> DATASET RECORDS

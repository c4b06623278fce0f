use std::io;
use std::time::{Duration, Instant};

use clap::Parser;
use crossterm::event::{self, Event};

use snake_arcade::audio::TerminalBell;
use snake_arcade::config::{self, DEFAULT_GRID_SIZE};
use snake_arcade::input::{self, GameInput};
use snake_arcade::renderer::{self, HudInfo};
use snake_arcade::score::JsonScoreStore;
use snake_arcade::session::{GameSession, SessionStatus};
use snake_arcade::terminal_runtime::{self, TerminalSession};
use snake_arcade::theme::{self, Theme};

/// Grid-based snake arcade game for the terminal.
#[derive(Debug, Parser)]
#[command(version)]
struct Cli {
    /// Cells per board side (12, 16, 20, or 26).
    #[arg(long = "grid-size", default_value_t = DEFAULT_GRID_SIZE, value_parser = config::parse_grid_size)]
    grid_size: u16,

    /// Color palette: neon, classic, or retro.
    #[arg(long, default_value = "neon", value_parser = theme::parse_theme)]
    theme: &'static Theme,

    /// Start with sound muted.
    #[arg(long)]
    muted: bool,
}

const INPUT_POLL_INTERVAL: Duration = Duration::from_millis(16);

fn main() -> io::Result<()> {
    let cli = Cli::parse();

    terminal_runtime::install_panic_hook();
    let mut terminal = TerminalSession::enter()?;
    run(&mut terminal, &cli)
}

fn run(terminal: &mut TerminalSession, cli: &Cli) -> io::Result<()> {
    let mut session = GameSession::new(
        cli.grid_size,
        JsonScoreStore::new(),
        TerminalBell::new(cli.muted),
    );

    loop {
        session.poll(Instant::now());

        let hud = HudInfo {
            high_score: session.high_score(),
            speed_label: session.speed_label(),
            min_interval_ms: session.min_interval_seen().as_millis() as u64,
            plays: session.plays(),
            muted: session.audio().is_muted(),
            theme: cli.theme,
        };
        terminal
            .terminal_mut()
            .draw(|frame| renderer::render(frame, &session.snapshot(), &hud))?;

        if !event::poll(INPUT_POLL_INTERVAL)? {
            continue;
        }

        match event::read()? {
            Event::Key(key) => {
                let Some(game_input) = input::translate_key(key) else {
                    continue;
                };
                if handle_input(&mut session, game_input) {
                    return Ok(());
                }
            }
            // Losing terminal focus pauses a running game.
            Event::FocusLost => session.pause(),
            _ => {}
        }
    }
}

/// Applies one control event. Returns true when the player quit.
fn handle_input(
    session: &mut GameSession<JsonScoreStore, TerminalBell>,
    game_input: GameInput,
) -> bool {
    match game_input {
        GameInput::Quit => {
            // Settle the high score before tearing the terminal down.
            session.end();
            return true;
        }
        GameInput::Direction(direction) => session.buffer_direction(direction),
        GameInput::Start => session.start(Instant::now()),
        GameInput::Restart => session.restart(Instant::now()),
        GameInput::PauseToggle => match session.status() {
            SessionStatus::Running => session.pause(),
            SessionStatus::Paused => session.resume(Instant::now()),
            _ => {}
        },
        GameInput::ToggleMute => {
            session.audio_mut().toggle_muted();
        }
    }

    false
}
use std::io::{self, Write};
use std::time::Duration;

/// Engine events that carry an advisory sound cue.
#[derive(Debug, Clone, Copy, Eq, PartialEq)]
pub enum AudioEvent {
    Start,
    FoodEaten,
    GameOver,
    Pause,
    Resume,
}

/// Suggested tone parameters for an audio event.
#[derive(Debug, Clone, Copy, PartialEq)]
pub struct Beep {
    pub frequency_hz: f32,
    pub duration: Duration,
    pub volume: f32,
}

impl AudioEvent {
    /// Returns the suggested tone for this event.
    #[must_use]
    pub fn beep(self) -> Beep {
        match self {
            Self::Start => Beep {
                frequency_hz: 660.0,
                duration: Duration::from_millis(60),
                volume: 0.08,
            },
            Self::FoodEaten => Beep {
                frequency_hz: 880.0,
                duration: Duration::from_millis(50),
                volume: 0.08,
            },
            Self::GameOver => Beep {
                frequency_hz: 220.0,
                duration: Duration::from_millis(120),
                volume: 0.14,
            },
            Self::Pause => Beep {
                frequency_hz: 330.0,
                duration: Duration::from_millis(40),
                volume: 0.04,
            },
            Self::Resume => Beep {
                frequency_hz: 660.0,
                duration: Duration::from_millis(40),
                volume: 0.06,
            },
        }
    }
}

/// Output port for advisory sound cues.
///
/// Implementations are fire-and-forget: they must not block or call back
/// into the session.
pub trait AudioSink {
    fn play(&mut self, event: AudioEvent);
}

/// Rings the terminal bell for sound cues.
///
/// A terminal cannot voice frequency or volume, so every unmuted event maps
/// to BEL. The mute flag only silences output; it has no engine effect.
#[derive(Debug, Default)]
pub struct TerminalBell {
    muted: bool,
}

impl TerminalBell {
    /// Creates a bell sink, optionally muted from the start.
    #[must_use]
    pub fn new(muted: bool) -> Self {
        Self { muted }
    }

    /// Flips the mute flag and returns the new value.
    pub fn toggle_muted(&mut self) -> bool {
        self.muted = !self.muted;
        self.muted
    }

    /// Returns true while muted.
    #[must_use]
    pub fn is_muted(&self) -> bool {
        self.muted
    }
}

impl AudioSink for TerminalBell {
    fn play(&mut self, _event: AudioEvent) {
        if self.muted {
            return;
        }

        let mut stdout = io::stdout();
        let _ = stdout.write_all(b"\x07");
        let _ = stdout.flush();
    }
}

/// Discards every cue. Used for headless sessions.
#[derive(Debug, Default, Clone, Copy)]
pub struct NullAudio;

impl AudioSink for NullAudio {
    fn play(&mut self, _event: AudioEvent) {}
}
use std::collections::VecDeque;

use crate::grid::Position;
use crate::input::Direction;

/// Mutable snake body and direction buffering.
///
/// Segments are ordered head first. The buffered direction is plain state:
/// it sticks until replaced by a later request, it is not consumed by a
/// tick. Reversal requests are dropped both when buffered and again when
/// resolved, so the applied direction is never the opposite of the previous
/// tick's direction while the snake has a body to run into.
#[derive(Debug, Clone)]
pub struct Snake {
    body: VecDeque<Position>,
    applied: Direction,
    buffered: Direction,
}

impl Snake {
    /// Creates a snake of `length` cells with its head at `head`, laid out
    /// in a straight line trailing away from `direction`.
    #[must_use]
    pub fn new(head: Position, length: usize, direction: Direction) -> Self {
        debug_assert!(length >= 1, "snake needs at least a head");

        let (dx, dy) = direction.opposite().delta();
        let mut body = VecDeque::with_capacity(length);
        for offset in 0..length as i32 {
            body.push_back(Position {
                x: head.x + dx * offset,
                y: head.y + dy * offset,
            });
        }

        Self {
            body,
            applied: direction,
            buffered: direction,
        }
    }

    /// Creates a snake from explicit body segments (front is head).
    #[must_use]
    pub fn from_segments(segments: Vec<Position>, direction: Direction) -> Self {
        debug_assert!(!segments.is_empty(), "snake needs at least a head");

        Self {
            body: VecDeque::from(segments),
            applied: direction,
            buffered: direction,
        }
    }

    /// Records `requested` as the next intended direction.
    ///
    /// Silently dropped when `requested` would reverse the applied direction
    /// and the snake is longer than one cell; the previously buffered value
    /// is retained. A single-cell snake has no body to reverse into and may
    /// turn any way.
    pub fn buffer_direction(&mut self, requested: Direction) {
        if self.len() > 1 && requested == self.applied.opposite() {
            return;
        }
        self.buffered = requested;
    }

    /// Promotes the buffered direction to applied and returns it.
    ///
    /// Called once per tick. A buffered value that would reverse the applied
    /// direction is ignored and the prior applied direction is kept.
    pub fn resolve_direction(&mut self) -> Direction {
        if self.len() == 1 || self.buffered != self.applied.opposite() {
            self.applied = self.buffered;
        }
        self.applied
    }

    /// Returns the head position one cell away in `direction`.
    #[must_use]
    pub fn next_head(&self, direction: Direction) -> Position {
        self.head().step(direction)
    }

    /// Prepends `new_head` and keeps the tail. Used on a food-eaten tick.
    pub fn grow(&mut self, new_head: Position) {
        self.body.push_front(new_head);
    }

    /// Prepends `new_head` and drops the tail. Used on a normal tick.
    pub fn advance(&mut self, new_head: Position) {
        self.body.push_front(new_head);
        let _ = self.body.pop_back();
    }

    /// Returns the current head position.
    #[must_use]
    pub fn head(&self) -> Position {
        *self
            .body
            .front()
            .expect("snake body must always contain at least one segment")
    }

    /// Returns true if any segment occupies `position`.
    ///
    /// The tail is included: moving into the cell the tail has not yet
    /// vacated this tick counts as a collision.
    #[must_use]
    pub fn occupies(&self, position: Position) -> bool {
        self.body.contains(&position)
    }

    /// Returns current segment count.
    #[must_use]
    pub fn len(&self) -> usize {
        self.body.len()
    }

    /// Returns true when there are no segments.
    #[must_use]
    pub fn is_empty(&self) -> bool {
        self.body.is_empty()
    }

    /// Returns the direction applied on the most recent tick.
    #[must_use]
    pub fn direction(&self) -> Direction {
        self.applied
    }

    /// Iterates over body segments from head to tail.
    pub fn segments(&self) -> impl Iterator<Item = &Position> {
        self.body.iter()
    }
}
impl<S: ScoreStore, A: AudioSink> GameSession<S, A> {
    /// Creates an idle session on a `grid_size`-per-side board.
    pub fn new(grid_size: u16, store: S, audio: A) -> Self {
        Self::build(grid_size, StdRng::from_entropy(), store, audio)
    }

    /// Creates a deterministic session for tests and reproducible runs.
    pub fn new_with_seed(grid_size: u16, seed: u64, store: S, audio: A) -> Self {
        Self::build(grid_size, StdRng::seed_from_u64(seed), store, audio)
    }

    fn build(grid_size: u16, mut rng: StdRng, mut store: S, audio: A) -> Self {
        let high_score = store.load().unwrap_or(0);
        let grid = Grid::new(grid_size);
        let snake = starting_snake(grid);
        let food = spawn_food(&mut rng, grid, &snake);

        Self {
            status: SessionStatus::Idle,
            grid,
            pending_grid: None,
            snake,
            food,
            score: 0,
            high_score,
            plays: 0,
            clock: GameClock::new(),
            rng,
            store,
            audio,
        }
    }

    /// Begins a fresh session: Idle or Ended becomes Running.
    ///
    /// Applies any deferred grid size, zeroes the score, rebuilds the snake
    /// centered and heading right, resets the interval to base, spawns
    /// food, and arms the clock. No-op while Running or Paused.
    pub fn start(&mut self, now: Instant) {
        if matches!(self.status, SessionStatus::Running | SessionStatus::Paused) {
            return;
        }

        if let Some(grid) = self.pending_grid.take() {
            self.grid = grid;
        }

        self.score = 0;
        self.snake = starting_snake(self.grid);
        self.clock.reset();
        self.food = spawn_food(&mut self.rng, self.grid, &self.snake);
        self.clock.start(now);
        self.plays += 1;
        self.status = SessionStatus::Running;
        self.audio.play(AudioEvent::Start);
    }

    /// Freezes the board: Running becomes Paused. Idempotent no-op otherwise.
    pub fn pause(&mut self) {
        if self.status != SessionStatus::Running {
            return;
        }

        self.clock.stop();
        self.status = SessionStatus::Paused;
        self.audio.play(AudioEvent::Pause);
    }

    /// Resumes a paused session. The next tick is a full interval away;
    /// wall-clock time spent paused is not owed back.
    pub fn resume(&mut self, now: Instant) {
        if self.status != SessionStatus::Paused {
            return;
        }

        self.clock.start(now);
        self.status = SessionStatus::Running;
        self.audio.play(AudioEvent::Resume);
    }

    /// Ends the session: Running or Paused becomes Ended.
    ///
    /// Stops the clock and persists the high score best-effort through the
    /// store port. Idempotent no-op in Idle and Ended.
    pub fn end(&mut self) {
        if !matches!(self.status, SessionStatus::Running | SessionStatus::Paused) {
            return;
        }

        self.clock.stop();
        self.status = SessionStatus::Ended;
        self.persist_high_score();
        self.audio.play(AudioEvent::GameOver);
    }

    /// Ends the current session if needed, then starts a fresh one.
    pub fn restart(&mut self, now: Instant) {
        self.end();
        self.start(now);
    }

    /// Records a requested direction change. Accepted only while Running.
    pub fn buffer_direction(&mut self, direction: Direction) {
        if self.status != SessionStatus::Running {
            return;
        }

        self.snake.buffer_direction(direction);
    }

    /// Requests a board-size change.
    ///
    /// Applied immediately while Idle or Ended (the preview board is
    /// rebuilt to match); deferred to the next start while the board is in
    /// play, and the caller is told which happened.
    pub fn set_grid_size(&mut self, size: u16) -> GridSizeChange {
        let grid = Grid::new(size);
        match self.status {
            SessionStatus::Running | SessionStatus::Paused => {
                self.pending_grid = Some(grid);
                GridSizeChange::Deferred
            }
            SessionStatus::Idle | SessionStatus::Ended => {
                // A newer request supersedes any change still pending.
                self.pending_grid = None;
                self.grid = grid;
                self.snake = starting_snake(grid);
                self.food = spawn_food(&mut self.rng, grid, &self.snake);
                GridSizeChange::Applied
            }
        }
    }

    /// Drives the clock; runs one tick when due. Returns true when the
    /// board advanced.
    pub fn poll(&mut self, now: Instant) -> bool {
        if self.status != SessionStatus::Running {
            return false;
        }

        if !self.clock.poll(now) {
            return false;
        }

        self.tick(now);
        true
    }

    /// Advances the simulation by one tick. No-op unless Running.
    pub fn tick(&mut self, now: Instant) {
        if self.status != SessionStatus::Running {
            return;
        }

        let direction = self.snake.resolve_direction();
        let new_head = self.snake.next_head(direction);

        if !self.grid.in_bounds(new_head) || self.snake.occupies(new_head) {
            self.end();
            return;
        }

        if new_head == self.food {
            self.score += 1;
            self.snake.grow(new_head);
            self.food = spawn_food(&mut self.rng, self.grid, &self.snake);
            self.audio.play(AudioEvent::FoodEaten);

            if clock::is_speed_step(self.score) {
                let next = clock::stepped_interval(self.clock.interval());
                self.clock.set_interval(next, now);
            }
        } else {
            self.snake.advance(new_head);
        }
    }

    /// Returns the read-only per-frame view for the renderer.
    #[must_use]
    pub fn snapshot(&self) -> Snapshot<'_> {
        Snapshot {
            grid: self.grid,
            snake: &self.snake,
            food: self.food,
            score: self.score,
            direction: self.snake.direction(),
            status: self.status,
        }
    }

    /// Returns the current lifecycle state.
    #[must_use]
    pub fn status(&self) -> SessionStatus {
        self.status
    }

    /// Returns the food eaten this session.
    #[must_use]
    pub fn score(&self) -> u32 {
        self.score
    }

    /// Returns the best score seen, including the persisted one.
    #[must_use]
    pub fn high_score(&self) -> u32 {
        self.high_score
    }

    /// Returns how many sessions have been started this process.
    #[must_use]
    pub fn plays(&self) -> u32 {
        self.plays
    }

    /// Returns the active board.
    #[must_use]
    pub fn grid(&self) -> Grid {
        self.grid
    }

    /// Returns the current tick interval.
    #[must_use]
    pub fn interval(&self) -> Duration {
        self.clock.interval()
    }

    /// Returns the lowest interval ever active this session.
    #[must_use]
    pub fn min_interval_seen(&self) -> Duration {
        self.clock.min_interval_seen()
    }

    /// Returns the pace label for the current interval.
    #[must_use]
    pub fn speed_label(&self) -> &'static str {
        clock::speed_label(self.clock.interval())
    }

    /// Returns the audio sink for sink-specific controls such as muting.
    pub fn audio_mut(&mut self) -> &mut A {
        &mut self.audio
    }

    /// Returns the audio sink.
    #[must_use]
    pub fn audio(&self) -> &A {
        &self.audio
    }

    fn persist_high_score(&mut self) {
        if self.score <= self.high_score {
            return;
        }

        self.high_score = self.score;
        if let Err(error) = self.store.save(self.high_score) {
            eprintln!("Failed to save high score: {error}");
        }
    }
}

/// Builds the session-start snake: three segments laid out horizontally,
/// centered on the board, heading right.
fn starting_snake(grid: Grid) -> Snake {
    let center = grid.center();
    Snake::new(
        Position {
            x: center.x - 1,
            y: center.y,
        },
        INITIAL_SNAKE_LENGTH,
        Direction::Right,
    )
}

> DIRECTIONS
Which of the lines in the material carry the string "while"? Pull them out.

> WRITTEN SOLUTION
    /// Returns true while muted.
/// tick's direction while the snake has a body to run into.
    /// food, and arms the clock. No-op while Running or Paused.
    /// Records a requested direction change. Accepted only while Running.
    /// Applied immediately while Idle or Ended (the preview board is
    /// rebuilt to match); deferred to the next start while the board is in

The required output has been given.